The bureaucrats, recognizing the strength and growing influence of Marxism-Leninism, directed frenzied attacks against the communists. Early in the strike, these attacks influenced some workers. But by the strike’s end, the workers had seen through this red-baiting.

One example of the failure of red-baiting tactics can be seen in a union meeting during the last week of the strike. Rodriguez, before presenting his sellout contract offer, held up an LMLU/OL leaflet and launched into an anti-communist tirade. The workers shouted him down and demanded that he reveal the contract offer.
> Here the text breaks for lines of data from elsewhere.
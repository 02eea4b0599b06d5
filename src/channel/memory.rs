//! In-memory transport that records every send
//!
//! Delivery is synchronous: [`MemoryChannel::deliver`] runs each live handler
//! before returning, which makes it the transport of choice for tests and for
//! embedders that bridge messages themselves.

use futures::future::BoxFuture;
use parking_lot::Mutex;
use serde_json::Value;
use std::collections::BTreeMap;
use std::sync::atomic::{AtomicU64, Ordering};
use std::sync::Arc;
use tokio::sync::{watch, Notify};

use super::{MessageChannel, MessageHandler, Subscription};
use crate::protocol::{InboundMessage, OutboundMessage, Rejection};

#[derive(Clone, Default)]
pub struct MemoryChannel {
    inner: Arc<MemoryInner>,
}

struct MemoryInner {
    sent: Mutex<Vec<OutboundMessage>>,
    handlers: Mutex<BTreeMap<u64, MessageHandler>>,
    next_id: AtomicU64,
    sent_signal: Notify,
    closed: watch::Sender<bool>,
}

impl Default for MemoryInner {
    fn default() -> Self {
        Self {
            sent: Mutex::default(),
            handlers: Mutex::default(),
            next_id: AtomicU64::new(0),
            sent_signal: Notify::new(),
            closed: watch::channel(false).0,
        }
    }
}

impl MemoryChannel {
    pub fn new() -> Self {
        Self::default()
    }

    /// Everything sent so far, oldest first
    pub fn sent(&self) -> Vec<OutboundMessage> {
        self.inner.sent.lock().clone()
    }

    /// Drain the record of sent messages
    pub fn take_sent(&self) -> Vec<OutboundMessage> {
        std::mem::take(&mut *self.inner.sent.lock())
    }

    pub fn listener_count(&self) -> usize {
        self.inner.handlers.lock().len()
    }

    /// Hand `message` to every live handler, in registration order
    pub fn deliver(&self, message: InboundMessage) {
        let ids: Vec<u64> = self.inner.handlers.lock().keys().copied().collect();
        for id in ids {
            // Looked up per call so a handler disposed mid-delivery is skipped
            let handler = self.inner.handlers.lock().get(&id).cloned();
            if let Some(handler) = handler {
                handler(message.clone());
            }
        }
    }

    /// Decode raw wire data and deliver it, or report why it was dropped
    pub fn deliver_wire(&self, data: &Value) -> Result<(), Rejection> {
        let message = InboundMessage::from_wire(data)?;
        self.deliver(message);
        Ok(())
    }

    /// Mark the transport as gone; pending [`closed`](MessageChannel::closed)
    /// futures resolve
    pub fn close(&self) {
        self.inner.closed.send_replace(true);
    }

    /// Resolve once at least `count` messages have been sent in total
    pub async fn wait_for_sent(&self, count: usize) {
        loop {
            let signal = self.inner.sent_signal.notified();
            if self.inner.sent.lock().len() >= count {
                return;
            }
            signal.await;
        }
    }
}

impl MessageChannel for MemoryChannel {
    fn send(&self, message: OutboundMessage) {
        self.inner.sent.lock().push(message);
        self.inner.sent_signal.notify_waiters();
    }

    fn listen(&self, handler: MessageHandler) -> Subscription {
        let id = self.inner.next_id.fetch_add(1, Ordering::Relaxed);
        self.inner.handlers.lock().insert(id, handler);

        let inner = Arc::downgrade(&self.inner);
        Subscription::new(move || {
            if let Some(inner) = inner.upgrade() {
                inner.handlers.lock().remove(&id);
            }
        })
    }

    fn closed(&self) -> BoxFuture<'static, ()> {
        let mut closed = self.inner.closed.subscribe();
        Box::pin(async move {
            let _ = closed.wait_for(|closed| *closed).await;
        })
    }
}

impl std::fmt::Debug for MemoryChannel {
    fn fmt(&self, f: &mut std::fmt::Formatter<'_>) -> std::fmt::Result {
        f.debug_struct("MemoryChannel")
            .field("sent", &self.inner.sent.lock().len())
            .field("listeners", &self.listener_count())
            .finish()
    }
}
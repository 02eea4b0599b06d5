//! Shallow partial updates over the shared state document
//!
//! A [`Diff`] names zero or more top-level keys; applying it replaces each
//! named key wholesale. Nothing below the top level is merged, and keys the
//! diff does not mention are left alone.

use serde::{Deserialize, Serialize};
use serde_json::{Map, Value};

use crate::error::{json_kind, Result, SessionError};

/// State document: string keys to arbitrary JSON values
pub type State = Map<String, Value>;

#[derive(Debug, Clone, Default, PartialEq, Serialize, Deserialize)]
#[serde(transparent)]
pub struct Diff(State);

impl Diff {
    pub fn new() -> Self {
        Self::default()
    }

    /// Builder-style single key insert
    pub fn with(mut self, key: impl Into<String>, value: impl Into<Value>) -> Self {
        self.0.insert(key.into(), value.into());
        self
    }

    pub fn insert(&mut self, key: impl Into<String>, value: impl Into<Value>) -> Option<Value> {
        self.0.insert(key.into(), value.into())
    }

    /// Build a diff from any value that serializes to a JSON object
    pub fn from_serialize<T: Serialize + ?Sized>(value: &T) -> Result<Self> {
        Self::try_from(serde_json::to_value(value)?)
    }

    pub fn is_empty(&self) -> bool {
        self.0.is_empty()
    }

    pub fn len(&self) -> usize {
        self.0.len()
    }

    pub fn get(&self, key: &str) -> Option<&Value> {
        self.0.get(key)
    }

    pub fn keys(&self) -> impl Iterator<Item = &str> {
        self.0.keys().map(String::as_str)
    }

    pub fn as_map(&self) -> &State {
        &self.0
    }

    pub fn into_map(self) -> State {
        self.0
    }

    /// Replace each named key in `target`
    pub fn apply_to(&self, target: &mut State) {
        for (key, value) in &self.0 {
            target.insert(key.clone(), value.clone());
        }
    }

    /// Entries of `defaults` whose keys are absent from `current`
    pub fn missing_keys(defaults: &State, current: &State) -> Self {
        defaults
            .iter()
            .filter(|(key, _)| !current.contains_key(key.as_str()))
            .map(|(key, value)| (key.clone(), value.clone()))
            .collect()
    }
}

impl From<State> for Diff {
    fn from(map: State) -> Self {
        Self(map)
    }
}

impl TryFrom<Value> for Diff {
    type Error = SessionError;

    fn try_from(value: Value) -> Result<Self> {
        match value {
            Value::Object(map) => Ok(Self(map)),
            other => Err(SessionError::NotAnObject(json_kind(&other))),
        }
    }
}

impl From<Diff> for Value {
    fn from(diff: Diff) -> Self {
        Value::Object(diff.0)
    }
}

impl FromIterator<(String, Value)> for Diff {
    fn from_iter<I: IntoIterator<Item = (String, Value)>>(iter: I) -> Self {
        Self(iter.into_iter().collect())
    }
}

impl IntoIterator for Diff {
    type Item = (String, Value);
    type IntoIter = serde_json::map::IntoIter;

    fn into_iter(self) -> Self::IntoIter {
        self.0.into_iter()
    }
}
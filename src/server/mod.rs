pub mod api;

use anyhow::Result;
use std::sync::Arc;

use crate::host::HostState;

pub async fn start(port: u16, host: Arc<HostState>) -> Result<()> {
    api::serve(port, host).await
}
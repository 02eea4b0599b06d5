use std::sync::Arc;

use anyhow::Result;
use axum::{
    extract::ws::{Message, WebSocket, WebSocketUpgrade},
    extract::State,
    http::StatusCode,
    routing::get,
    Json, Router,
};
use colored::*;
use futures::{SinkExt, StreamExt};
use serde_json::Value;
use tokio::sync::{broadcast, mpsc};
use tracing::{debug, info, trace};
use uuid::Uuid;

use crate::channel::ws::{decode_binary, decode_text};
use crate::host::HostState;
use crate::protocol::{Diff, InboundMessage, OutboundMessage};

const RELAY_CAPACITY: usize = 1024;

/// A message headed to every connection except `origin`
#[derive(Debug, Clone)]
pub struct Relay {
    pub origin: Uuid,
    pub message: InboundMessage,
}

#[derive(Clone)]
pub struct AppState {
    pub host: Arc<HostState>,
    pub hub: broadcast::Sender<Relay>,
}

impl AppState {
    pub fn new(host: Arc<HostState>) -> Self {
        let (hub, _) = broadcast::channel(RELAY_CAPACITY);
        Self { host, hub }
    }
}

pub fn router(state: AppState) -> Router {
    Router::new()
        .route("/", get(|| async { "frame-sync host" }))
        .route("/health", get(|| async { Json("OK") }))
        .route("/state", get(get_state).post(push_state))
        .route("/ws", get(ws_handler))
        .with_state(state)
}

pub async fn serve(port: u16, host: Arc<HostState>) -> Result<()> {
    let app = router(AppState::new(host));

    let addr = format!("0.0.0.0:{}", port);
    println!(
        "{} Host running at {}",
        "✓".green(),
        format!("ws://{}/ws", addr).bright_blue()
    );

    let listener = tokio::net::TcpListener::bind(&addr).await?;
    axum::serve(listener, app).await?;

    Ok(())
}

async fn ws_handler(
    State(state): State<AppState>,
    ws: WebSocketUpgrade,
) -> impl axum::response::IntoResponse {
    ws.on_upgrade(move |socket| handle_ws(state, socket))
}

async fn handle_ws(state: AppState, socket: WebSocket) {
    let connection = Uuid::new_v4();
    let (mut sender, mut receiver) = socket.split();
    let (direct_tx, mut direct_rx) = mpsc::unbounded_channel::<InboundMessage>();
    info!(%connection, "app connected");

    // Replies to this app plus relays from the others. Replies go first so
    // the Init reply is never overtaken by a relay.
    let mut relays = state.hub.subscribe();
    let send_task = tokio::spawn(async move {
        loop {
            let message = tokio::select! {
                biased;
                Some(message) = direct_rx.recv() => message,
                relay = relays.recv() => match relay {
                    Ok(relay) if relay.origin == connection => continue,
                    Ok(relay) => relay.message,
                    Err(broadcast::error::RecvError::Lagged(_)) => continue,
                    Err(broadcast::error::RecvError::Closed) => break,
                },
            };
            let text = message.to_wire().to_string();
            if sender.send(Message::Text(text.into())).await.is_err() {
                break;
            }
        }
    });

    while let Some(frame) = receiver.next().await {
        let decoded = match frame {
            Ok(Message::Text(text)) => decode_text(text.as_str()),
            Ok(Message::Binary(bin)) => decode_binary(&bin),
            Ok(Message::Close(_)) => break,
            Ok(Message::Ping(_)) | Ok(Message::Pong(_)) => continue,
            Err(_) => break,
        };

        let message = match decoded.and_then(|data| OutboundMessage::from_wire(&data)) {
            Ok(message) => message,
            Err(rejection) => {
                trace!(%connection, %rejection, "dropping frame");
                continue;
            }
        };
        debug!(%connection, kind = %message.kind(), "app message");

        let response = state.host.handle(message);
        for reply in response.replies {
            let _ = direct_tx.send(reply);
        }
        if let Some(message) = response.relay {
            let _ = state.hub.send(Relay {
                origin: connection,
                message,
            });
        }
    }

    send_task.abort();
    info!(%connection, "app disconnected");
}

async fn get_state(State(state): State<AppState>) -> Json<Value> {
    Json(Value::Object(state.host.document().unwrap_or_default()))
}

/// Push an authoritative diff to every connected app
async fn push_state(
    State(state): State<AppState>,
    Json(body): Json<Value>,
) -> Result<Json<Value>, StatusCode> {
    let diff = Diff::try_from(body).map_err(|_| StatusCode::UNPROCESSABLE_ENTITY)?;
    let message = state.host.push(diff);
    let _ = state.hub.send(Relay {
        origin: Uuid::nil(),
        message,
    });
    Ok(Json(Value::Object(state.host.document().unwrap_or_default())))
}
//! Error types for the synchronization protocol
//!
//! Only setup and handshake failures reach callers. Malformed or misdirected
//! frames never become errors: transports drop them and report a
//! [`Rejection`](crate::protocol::Rejection) to the log instead.

use std::time::Duration;

/// Errors surfaced by the session API
#[derive(Debug, thiserror::Error)]
pub enum SessionError {
    /// The calling context has no parent to synchronize with
    #[error("not running inside an embedding host: the context has no parent")]
    NotEmbedded,

    /// No `Init` reply arrived within the configured bound
    #[error("handshake timed out after {0:?} without an Init reply")]
    HandshakeTimeout(Duration),

    /// The transport went away before the handshake completed
    #[error("message channel closed before the handshake completed")]
    ChannelClosed,

    /// A state value did not serialize to a JSON object
    #[error("state must serialize to a JSON object, got {0}")]
    NotAnObject(&'static str),

    #[error("serialization failed: {0}")]
    Serialization(#[from] serde_json::Error),

    /// WebSocket or other network transport failure
    #[error("transport error: {0}")]
    Transport(String),

    /// Invalid or unreadable configuration
    #[error("invalid configuration: {0}")]
    Config(String),
}

/// Coarse grouping used by callers deciding what to do with a failure
#[derive(Debug, Clone, Copy, PartialEq, Eq)]
pub enum ErrorCategory {
    /// The environment cannot host a session at all
    Setup,

    /// The counterpart did not answer in time
    Timeout,

    /// Network-level failures
    Transport,

    /// Bad caller input or configuration
    Validation,
}

impl ErrorCategory {
    /// Whether trying again later can reasonably succeed
    pub fn is_retryable(&self) -> bool {
        matches!(self, ErrorCategory::Timeout | ErrorCategory::Transport)
    }
}

impl SessionError {
    pub fn category(&self) -> ErrorCategory {
        match self {
            SessionError::NotEmbedded => ErrorCategory::Setup,
            SessionError::HandshakeTimeout(_) => ErrorCategory::Timeout,
            SessionError::ChannelClosed | SessionError::Transport(_) => ErrorCategory::Transport,
            SessionError::NotAnObject(_)
            | SessionError::Serialization(_)
            | SessionError::Config(_) => ErrorCategory::Validation,
        }
    }

    /// Fatal errors must stop the caller; there is nothing to retry
    pub fn is_fatal(&self) -> bool {
        self.category() == ErrorCategory::Setup
    }
}

/// Describe a JSON value's type for error messages
pub(crate) fn json_kind(value: &serde_json::Value) -> &'static str {
    match value {
        serde_json::Value::Null => "null",
        serde_json::Value::Bool(_) => "a boolean",
        serde_json::Value::Number(_) => "a number",
        serde_json::Value::String(_) => "a string",
        serde_json::Value::Array(_) => "an array",
        serde_json::Value::Object(_) => "an object",
    }
}

pub type Result<T> = std::result::Result<T, SessionError>;

#[cfg(test)]
mod tests {
    use super::*;

    #[test]
    fn test_error_categorization() {
        assert_eq!(SessionError::NotEmbedded.category(), ErrorCategory::Setup);
        assert_eq!(
            SessionError::HandshakeTimeout(Duration::from_millis(10)).category(),
            ErrorCategory::Timeout
        );
        assert_eq!(
            SessionError::NotAnObject("a number").category(),
            ErrorCategory::Validation
        );
    }

    #[test]
    fn test_retryable() {
        assert!(ErrorCategory::Timeout.is_retryable());
        assert!(ErrorCategory::Transport.is_retryable());
        assert!(!ErrorCategory::Setup.is_retryable());
        assert!(SessionError::NotEmbedded.is_fatal());
        assert!(!SessionError::ChannelClosed.is_fatal());
    }

    #[test]
    fn test_display_mentions_timeout() {
        let err = SessionError::HandshakeTimeout(Duration::from_secs(2));
        assert!(err.to_string().contains("2s"));
    }
}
One worker, who in the past had expressed anti-communism, stood up and challenged Rodriguez “to put his plans and ideas on paper like the communists.” This worker went on to say, “It was the communists who told the truth, not liars like Rodriguez.”

As the exposure of Rodriguez developed, so did the rank and file’s ability to wage a fighting strike. It was only because the bureaucrats held two votes on the contract within one week and mobilized over a hundred scabs for the second vote, that Rodriguez was able to jam through his sellout contract.


By the end of the strike, Rodriguez was exposed to the majority of workers. One important lesson we learned was that it was necessary to struggle against the notion that Rodriguez alone was the problem and educate the workers about the role of the labor aristocracy and trade union bureaucracy as a whole.

Our chief form of work during the strike was the revolutionary education of the masses of workers at Farmer John. Distributing over a hundred copies of The Call each week, as well as thousands of leaflets, we helped raise the level of struggle and consciousness of the majority of Farmer John workers. While doing this broad education, however, we also placed special emphasis on winning over the most revolutionary-minded workers and developing their leadership in the struggle.

Through the course of the strike we overcame conservative thinking which held us back from giving actual leadership in the struggle. This error of relying on our literature alone, rather than combining revolutionary education with participation in the mass struggle, held back our work initially.

We rectified this error by boldly putting forward our leadership. In the context of the mass struggle, the concentrated Call and leaflet campaign enabled us to deepen our influence among a number of revolutionary workers.

The next period at Farmer John is one of consolidating the gains of the strike. We are bringing the party program into the plant in order to consolidate the advanced workers as party members. We are continuing our exposure of the bureaucrats and intensifying the fight for a class struggle union.